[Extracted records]
--------------------------------

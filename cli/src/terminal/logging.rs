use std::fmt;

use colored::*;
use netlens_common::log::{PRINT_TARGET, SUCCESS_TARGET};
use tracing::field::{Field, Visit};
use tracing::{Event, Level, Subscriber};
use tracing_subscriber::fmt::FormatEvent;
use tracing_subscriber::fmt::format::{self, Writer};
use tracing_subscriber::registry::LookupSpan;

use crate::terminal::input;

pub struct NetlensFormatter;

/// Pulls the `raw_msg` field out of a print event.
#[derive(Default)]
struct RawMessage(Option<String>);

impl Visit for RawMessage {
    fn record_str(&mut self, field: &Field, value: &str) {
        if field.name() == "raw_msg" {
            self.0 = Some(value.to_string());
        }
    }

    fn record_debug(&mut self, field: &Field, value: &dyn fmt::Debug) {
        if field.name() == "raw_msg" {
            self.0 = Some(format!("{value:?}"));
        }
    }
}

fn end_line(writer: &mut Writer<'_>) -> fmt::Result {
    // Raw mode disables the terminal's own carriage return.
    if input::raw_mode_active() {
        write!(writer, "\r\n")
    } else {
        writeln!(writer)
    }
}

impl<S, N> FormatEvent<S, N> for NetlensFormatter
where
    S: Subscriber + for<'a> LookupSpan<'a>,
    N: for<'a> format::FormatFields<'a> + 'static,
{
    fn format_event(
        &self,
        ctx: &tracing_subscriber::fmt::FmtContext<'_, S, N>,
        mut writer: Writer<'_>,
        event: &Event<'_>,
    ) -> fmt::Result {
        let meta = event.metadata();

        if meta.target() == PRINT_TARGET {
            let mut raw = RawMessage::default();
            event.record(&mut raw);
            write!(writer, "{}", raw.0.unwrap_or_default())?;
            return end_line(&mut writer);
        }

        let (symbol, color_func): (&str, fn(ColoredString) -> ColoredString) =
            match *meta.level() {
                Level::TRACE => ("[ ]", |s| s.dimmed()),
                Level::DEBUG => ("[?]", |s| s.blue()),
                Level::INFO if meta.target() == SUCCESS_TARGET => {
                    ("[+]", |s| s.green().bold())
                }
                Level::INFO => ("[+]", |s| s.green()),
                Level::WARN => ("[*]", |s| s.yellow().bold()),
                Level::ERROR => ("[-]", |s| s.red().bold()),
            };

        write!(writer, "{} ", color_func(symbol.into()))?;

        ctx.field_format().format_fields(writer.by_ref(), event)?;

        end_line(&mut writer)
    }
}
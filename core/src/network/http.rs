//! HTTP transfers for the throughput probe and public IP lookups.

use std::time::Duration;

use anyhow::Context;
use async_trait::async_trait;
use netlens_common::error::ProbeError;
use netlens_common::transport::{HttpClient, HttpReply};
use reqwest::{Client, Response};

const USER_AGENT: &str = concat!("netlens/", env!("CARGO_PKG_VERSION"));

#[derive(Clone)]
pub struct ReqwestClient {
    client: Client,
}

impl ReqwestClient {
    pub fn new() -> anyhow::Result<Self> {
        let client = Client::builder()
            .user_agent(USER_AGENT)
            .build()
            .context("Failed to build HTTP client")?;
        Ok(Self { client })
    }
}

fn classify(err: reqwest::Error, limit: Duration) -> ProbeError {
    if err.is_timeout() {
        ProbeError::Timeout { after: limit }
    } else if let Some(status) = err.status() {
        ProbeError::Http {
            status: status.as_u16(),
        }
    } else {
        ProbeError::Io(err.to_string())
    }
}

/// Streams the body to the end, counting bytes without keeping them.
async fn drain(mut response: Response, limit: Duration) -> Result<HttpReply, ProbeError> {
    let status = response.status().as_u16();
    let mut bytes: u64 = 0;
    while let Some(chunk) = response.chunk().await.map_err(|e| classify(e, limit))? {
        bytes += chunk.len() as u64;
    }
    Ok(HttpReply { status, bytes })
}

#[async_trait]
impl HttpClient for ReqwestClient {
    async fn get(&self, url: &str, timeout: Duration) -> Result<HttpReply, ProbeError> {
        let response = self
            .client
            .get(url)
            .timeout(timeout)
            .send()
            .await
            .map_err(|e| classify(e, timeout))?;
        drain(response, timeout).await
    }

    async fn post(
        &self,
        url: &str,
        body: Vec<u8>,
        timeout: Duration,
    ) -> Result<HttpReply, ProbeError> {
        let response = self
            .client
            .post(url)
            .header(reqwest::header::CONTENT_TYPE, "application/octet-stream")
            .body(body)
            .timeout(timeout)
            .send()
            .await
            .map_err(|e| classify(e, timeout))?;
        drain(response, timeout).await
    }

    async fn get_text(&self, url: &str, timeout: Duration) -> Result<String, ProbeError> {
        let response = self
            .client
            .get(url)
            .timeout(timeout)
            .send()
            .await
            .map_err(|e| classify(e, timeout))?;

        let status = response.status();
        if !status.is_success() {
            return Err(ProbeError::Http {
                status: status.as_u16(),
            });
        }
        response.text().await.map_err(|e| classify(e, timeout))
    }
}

--------------------------------

TASK GOAL =
Each line above needs to be written out again exactly.

WRITTEN ANSWER =
filename cli/src/terminal/logging.rs
use std::fmt;

use colored::*;
use netlens_common::log::{PRINT_TARGET, SUCCESS_TARGET};
use tracing::field::{Field, Visit};
use tracing::{Event, Level, Subscriber};
use tracing_subscriber::fmt::FormatEvent;
use tracing_subscriber::fmt::format::{self, Writer};
use tracing_subscriber::registry::LookupSpan;

use crate::terminal::input;

pub struct NetlensFormatter;

/// Pulls the `raw_msg` field out of a print event.
#[derive(Default)]
struct RawMessage(Option<String>);

impl Visit for RawMessage {
    fn record_str(&mut self, field: &Field, value: &str) {
        if field.name() == "raw_msg" {
            self.0 = Some(value.to_string());
        }
    }

    fn record_debug(&mut self, field: &Field, value: &dyn fmt::Debug) {
        if field.name() == "raw_msg" {
            self.0 = Some(format!("{value:?}"));
        }
    }
}

fn end_line(writer: &mut Writer<'_>) -> fmt::Result {
    // Raw mode disables the terminal's own carriage return.
    if input::raw_mode_active() {
        write!(writer, "\r\n")
    } else {
        writeln!(writer)
    }
}

impl<S, N> FormatEvent<S, N> for NetlensFormatter
where
    S: Subscriber + for<'a> LookupSpan<'a>,
    N: for<'a> format::FormatFields<'a> + 'static,
{
    fn format_event(
        &self,
        ctx: &tracing_subscriber::fmt::FmtContext<'_, S, N>,
        mut writer: Writer<'_>,
        event: &Event<'_>,
    ) -> fmt::Result {
        let meta = event.metadata();

        if meta.target() == PRINT_TARGET {
            let mut raw = RawMessage::default();
            event.record(&mut raw);
            write!(writer, "{}", raw.0.unwrap_or_default())?;
            return end_line(&mut writer);
        }

        let (symbol, color_func): (&str, fn(ColoredString) -> ColoredString) =
            match *meta.level() {
                Level::TRACE => ("[ ]", |s| s.dimmed()),
                Level::DEBUG => ("[?]", |s| s.blue()),
                Level::INFO if meta.target() == SUCCESS_TARGET => {
                    ("[+]", |s| s.green().bold())
                }
                Level::INFO => ("[+]", |s| s.green()),
                Level::WARN => ("[*]", |s| s.yellow().bold()),
                Level::ERROR => ("[-]", |s| s.red().bold()),
            };

        write!(writer, "{} ", color_func(symbol.into()))?;

        ctx.field_format().format_fields(writer.by_ref(), event)?;

        end_line(&mut writer)
    }
}
filename core/src/network/http.rs
//! HTTP transfers for the throughput probe and public IP lookups.

use std::time::Duration;

use anyhow::Context;
use async_trait::async_trait;
use netlens_common::error::ProbeError;
use netlens_common::transport::{HttpClient, HttpReply};
use reqwest::{Client, Response};

const USER_AGENT: &str = concat!("netlens/", env!("CARGO_PKG_VERSION"));

#[derive(Clone)]
pub struct ReqwestClient {
    client: Client,
}

impl ReqwestClient {
    pub fn new() -> anyhow::Result<Self> {
        let client = Client::builder()
            .user_agent(USER_AGENT)
            .build()
            .context("Failed to build HTTP client")?;
        Ok(Self { client })
    }
}

fn classify(err: reqwest::Error, limit: Duration) -> ProbeError {
    if err.is_timeout() {
        ProbeError::Timeout { after: limit }
    } else if let Some(status) = err.status() {
        ProbeError::Http {
            status: status.as_u16(),
        }
    } else {
        ProbeError::Io(err.to_string())
    }
}

/// Streams the body to the end, counting bytes without keeping them.
async fn drain(mut response: Response, limit: Duration) -> Result<HttpReply, ProbeError> {
    let status = response.status().as_u16();
    let mut bytes: u64 = 0;
    while let Some(chunk) = response.chunk().await.map_err(|e| classify(e, limit))? {
        bytes += chunk.len() as u64;
    }
    Ok(HttpReply { status, bytes })
}

#[async_trait]
impl HttpClient for ReqwestClient {
    async fn get(&self, url: &str, timeout: Duration) -> Result<HttpReply, ProbeError> {
        let response = self
            .client
            .get(url)
            .timeout(timeout)
            .send()
            .await
            .map_err(|e| classify(e, timeout))?;
        drain(response, timeout).await
    }

    async fn post(
        &self,
        url: &str,
        body: Vec<u8>,
        timeout: Duration,
    ) -> Result<HttpReply, ProbeError> {
        let response = self
            .client
            .post(url)
            .header(reqwest::header::CONTENT_TYPE, "application/octet-stream")
            .body(body)
            .timeout(timeout)
            .send()
            .await
            .map_err(|e| classify(e, timeout))?;
        drain(response, timeout).await
    }

    async fn get_text(&self, url: &str, timeout: Duration) -> Result<String, ProbeError> {
        let response = self
            .client
            .get(url)
            .timeout(timeout)
            .send()
            .await
            .map_err(|e| classify(e, timeout))?;

        let status = response.status();
        if !status.is_success() {
            return Err(ProbeError::Http {
                status: status.as_u16(),
            });
        }
        response.text().await.map_err(|e| classify(e, timeout))
    }
}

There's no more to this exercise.